Stored data entries
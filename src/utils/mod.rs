//! Utility functions for formatting and common operations
//!
//! This module provides centralized formatting utilities for consistent
//! display of amounts, rates and ratios throughout the CLI. No currency symbol
//! is printed: the engine does not model currencies.

use rust_decimal::Decimal;

/// Core formatting function with full control over output.
///
/// Rounds to `decimals` places and groups thousands with `,`:
///
/// # Examples
/// ```
/// use holdings::utils::format_amount_with;
/// use rust_decimal_macros::dec;
///
/// assert_eq!(format_amount_with(dec!(1234.567), 2, 0), "1,234.57");
/// assert_eq!(format_amount_with(dec!(-1234), 0, 8), "  -1,234");
/// ```
pub fn format_amount_with(value: Decimal, decimals: u32, width: usize) -> String {
    let rounded = value.round_dp(decimals);
    let is_negative = rounded < Decimal::ZERO;

    let formatted = format!("{:.prec$}", rounded.abs(), prec = decimals as usize);
    let (integer_part, decimal_part) = match formatted.split_once('.') {
        Some((int, frac)) => (int.to_string(), Some(frac.to_string())),
        None => (formatted.clone(), None),
    };

    let with_separators: String = integer_part
        .chars()
        .rev()
        .enumerate()
        .flat_map(|(i, c)| {
            if i > 0 && i % 3 == 0 {
                vec![',', c]
            } else {
                vec![c]
            }
        })
        .collect::<Vec<_>>()
        .into_iter()
        .rev()
        .collect();

    let sign = if is_negative { "-" } else { "" };
    let result = match decimal_part {
        Some(frac) => format!("{}{}.{}", sign, with_separators, frac),
        None => format!("{}{}", sign, with_separators),
    };

    if width > 0 && result.len() < width {
        format!("{:>width$}", result, width = width)
    } else {
        result
    }
}

// ============ Convenience functions ============

/// Amount with two decimals: "1,234.56"
///
/// # Examples
/// ```
/// use holdings::utils::format_amount;
/// use rust_decimal_macros::dec;
///
/// assert_eq!(format_amount(dec!(1234.5)), "1,234.50");
/// assert_eq!(format_amount(dec!(-9000)), "-9,000.00");
/// ```
pub fn format_amount(value: Decimal) -> String {
    format_amount_with(value, 2, 0)
}

/// A value already expressed in percent: "12.50%"
pub fn format_percent(rate: Decimal, decimals: u32) -> String {
    format!("{}%", format_amount_with(rate, decimals, 0))
}

/// A ratio (0.25) shown as percent: "25.00%"
pub fn format_ratio_as_percent(ratio: Decimal, decimals: u32) -> String {
    format_percent(ratio * Decimal::ONE_HUNDRED, decimals)
}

=== What the task requires ===
Every line above must appear again in your reply, exactly as written.

=== Written response ===
filename src/utils/mod.rs
//! Utility functions for formatting and common operations
//!
//! This module provides centralized formatting utilities for consistent
//! display of amounts, rates and ratios throughout the CLI. No currency symbol
//! is printed: the engine does not model currencies.

use rust_decimal::Decimal;

/// Core formatting function with full control over output.
///
/// Rounds to `decimals` places and groups thousands with `,`:
///
/// # Examples
/// ```
/// use holdings::utils::format_amount_with;
/// use rust_decimal_macros::dec;
///
/// assert_eq!(format_amount_with(dec!(1234.567), 2, 0), "1,234.57");
/// assert_eq!(format_amount_with(dec!(-1234), 0, 8), "  -1,234");
/// ```
pub fn format_amount_with(value: Decimal, decimals: u32, width: usize) -> String {
    let rounded = value.round_dp(decimals);
    let is_negative = rounded < Decimal::ZERO;

    let formatted = format!("{:.prec$}", rounded.abs(), prec = decimals as usize);
    let (integer_part, decimal_part) = match formatted.split_once('.') {
        Some((int, frac)) => (int.to_string(), Some(frac.to_string())),
        None => (formatted.clone(), None),
    };

    let with_separators: String = integer_part
        .chars()
        .rev()
        .enumerate()
        .flat_map(|(i, c)| {
            if i > 0 && i % 3 == 0 {
                vec![',', c]
            } else {
                vec![c]
            }
        })
        .collect::<Vec<_>>()
        .into_iter()
        .rev()
        .collect();

    let sign = if is_negative { "-" } else { "" };
    let result = match decimal_part {
        Some(frac) => format!("{}{}.{}", sign, with_separators, frac),
        None => format!("{}{}", sign, with_separators),
    };

    if width > 0 && result.len() < width {
        format!("{:>width$}", result, width = width)
    } else {
        result
    }
}

// ============ Convenience functions ============

/// Amount with two decimals: "1,234.56"
///
/// # Examples
/// ```
/// use holdings::utils::format_amount;
/// use rust_decimal_macros::dec;
///
/// assert_eq!(format_amount(dec!(1234.5)), "1,234.50");
/// assert_eq!(format_amount(dec!(-9000)), "-9,000.00");
/// ```
pub fn format_amount(value: Decimal) -> String {
    format_amount_with(value, 2, 0)
}

/// A value already expressed in percent: "12.50%"
pub fn format_percent(rate: Decimal, decimals: u32) -> String {
    format!("{}%", format_amount_with(rate, decimals, 0))
}

/// A ratio (0.25) shown as percent: "25.00%"
pub fn format_ratio_as_percent(ratio: Decimal, decimals: u32) -> String {
    format_percent(ratio * Decimal::ONE_HUNDRED, decimals)
}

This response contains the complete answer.